A space in which Kanban cards stand for the individual activities that have to performed and are categorized based on priority and delivery.
Nowadays, Kanban cards are used mainly as online softwares, or in some cases are directly integrated in more complex project management softwares.
In general, they allow to track the work flow not only of a team, but also of the single collaborators.
It is particularly used by the software development teams that follow the Agile methodology.
It is used to define user history and the activity priorities in the backlog or as a collaboration tool for innovation.
If we consider the most basic (and more structured) form, the Kanban card can be divided into three levels:
- Work/activity in standby;
- Work/activity in progress;
- Work/activity completed;
Obviously, the complexity of the card depends on the goal of the project.
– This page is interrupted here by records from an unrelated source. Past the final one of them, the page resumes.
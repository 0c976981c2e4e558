//! Synchronous leaf nodes.
//!
//! A condition is evaluated inline by its parent and answers immediately
//! with `Success` or `Failure`. It has no running state, so halting it is a
//! no-op.

use async_trait::async_trait;
use tracing::warn;

use crate::behavior::TreeNode;
use crate::node::NodeCore;
use crate::status::{NodeKind, Status};

/// Instantaneous check evaluated on every tick.
///
/// Implementations must not block and must only return `Success` or
/// `Failure`. Any other value is treated as `Failure`.
pub trait Condition: Send + Sync + 'static {
    fn check(&self) -> Status;
}

/// Closure-backed [`Condition`].
pub struct ConditionFn<F> {
    f: F,
}

impl<F> ConditionFn<F>
where
    F: Fn() -> Status + Send + Sync + 'static,
{
    pub fn new(f: F) -> Self {
        Self { f }
    }
}

impl<F> Condition for ConditionFn<F>
where
    F: Fn() -> Status + Send + Sync + 'static,
{
    fn check(&self) -> Status {
        (self.f)()
    }
}

/// Leaf node wrapping a [`Condition`].
pub struct ConditionNode {
    core: NodeCore,
    condition: Box<dyn Condition>,
}

impl ConditionNode {
    pub fn new(name: impl Into<String>, condition: impl Condition) -> Self {
        Self {
            core: NodeCore::new(name, NodeKind::Condition),
            condition: Box::new(condition),
        }
    }

    /// Creates a condition node from a closure.
    pub fn from_fn<F>(name: impl Into<String>, f: F) -> Self
    where
        F: Fn() -> Status + Send + Sync + 'static,
    {
        Self::new(name, ConditionFn::new(f))
    }
}

#[async_trait]
impl TreeNode for ConditionNode {
    fn core(&self) -> &NodeCore {
        &self.core
    }

    async fn tick(&self) -> Status {
        match self.condition.check() {
            status @ (Status::Success | Status::Failure) => status,
            other => {
                warn!(
                    node = self.core.name(),
                    status = %other,
                    "condition returned a non-terminal status, treating as failure"
                );
                Status::Failure
            }
        }
    }

    async fn halt(&self) {}

    fn depth(&self) -> usize {
        0
    }

    fn reset_display_state(&self) {
        self.core.set_display_status(Status::Idle);
    }
}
As every task is completed, team members move Kanban cards through the different sections of the board.
Kanban cards allow to:
- Visualize the workflow;
- Limit the number of activities in progress;
- Move an activity from one section to another;
- Monitor, adapt, and improve the process.
What are Kanban cards?
The Kanban method can be considerated as a system of knowledge and the cards permit to represent each singular object of work or activity.
Each Kanban card includes the critical data for the specific activity to which it refers.
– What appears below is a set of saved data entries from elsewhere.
//! Infrastructure errors surfaced by the tree.
//!
//! Node outcomes are never errors: a failing child is a [`Status::Failure`].
//! These variants cover runtime wiring only.
//!
//! [`Status::Failure`]: crate::Status::Failure

use thiserror::Error;
use tokio::runtime::TryCurrentError;
use tokio::task::JoinError;

pub type Result<T> = std::result::Result<T, TreeError>;

#[derive(Debug, Error)]
pub enum TreeError {
    #[error("action node '{name}' must be created inside a tokio runtime")]
    NoRuntime {
        name: String,
        #[source]
        source: TryCurrentError,
    },

    #[error("tick engine closed")]
    EngineClosed,

    #[error("action node '{name}' worker join failed")]
    WorkerJoin {
        name: String,
        #[source]
        source: JoinError,
    },
}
The cards have different colors that indicate the type of task performed.
Different colors can also refer to other distinctions that have been agreed upon at the beginning of the project.
Some of the ways a Kanban card helps teams and project managers:
- Quick understanding of the details of every activity/task;
- Easy communication within the team;
- Information on documents;
- Support with the future workflow.
How to use the Kanban method in project management
In order to manage different projects in an efficient and productive way, different methodologies are required.
In general, the Kanban method is an excellent tool for planning the project and prioritizing the activities.
It can increase team efficiency, optimize time management, as well as allow a more fluid and simple overall project management.
It is also excellent for supporting with resource allocation, workflow management and waste reduction.
Here is why in more detail:
Use the Kanban method to: Assign resources
The first step is to create the activities and then assign them to a team member.
It’s fundamental to make sure that the right people are working on the right job in the proper manner.
This will help to correctly manage the work, without blocking any other member of the team or delaying production.
Everytime a new project activity is added into the workflow, the right resource can be assigned to it in a easy and quick way.
Use the Kanban method to: Workflow management
The Kanban method is a perfect tool that allows to visualize the workflow of any project.
The workflow is a sequential series of activities and the Kanban card with its visual representation makes everything more understandable.
Thanks to the observation on how activities are related, collaboration within the team will be promoted and at the same time greater efficiency and productivity can be achieved.
Use the Kanban method to: Reduce waste
The reduction of waste, whether of resources or costs in general, is not only the rule of a lean system.
Every project manager is interested in obtaining results in this sense.
Kanban cards help in the identification of a probable expensive process.
Something that does not work as planned, an overproduction or a situation where team members are blocking the workflow are easily detectable.
The big advantage lies in detecting these factors before they become problems.
There is no limit to the number of cards, integrations and workflow management that the Kanban method allows.
This method can work not only in a small company with a single office, but also in a multinational company with offices all around the world.
The Kanban method in the software
The common thread that permits to use all the advantages of this method is a project management software.
For this reason, we added in Twproject the Kanban functionality in order to organize the to-do-list of the project.
The ToDo that in Twproject are used as cards can be easily managed with the Kanban multi-dimensional of TWproject.
Indeed, it allows to organize them in a fully visual way.
It is possible to move them and organize them by task, assignee, status or severity degree.
Shortly, a very flexible multi-dimensional Kanban.
Do you also use the Kanban method for your projects?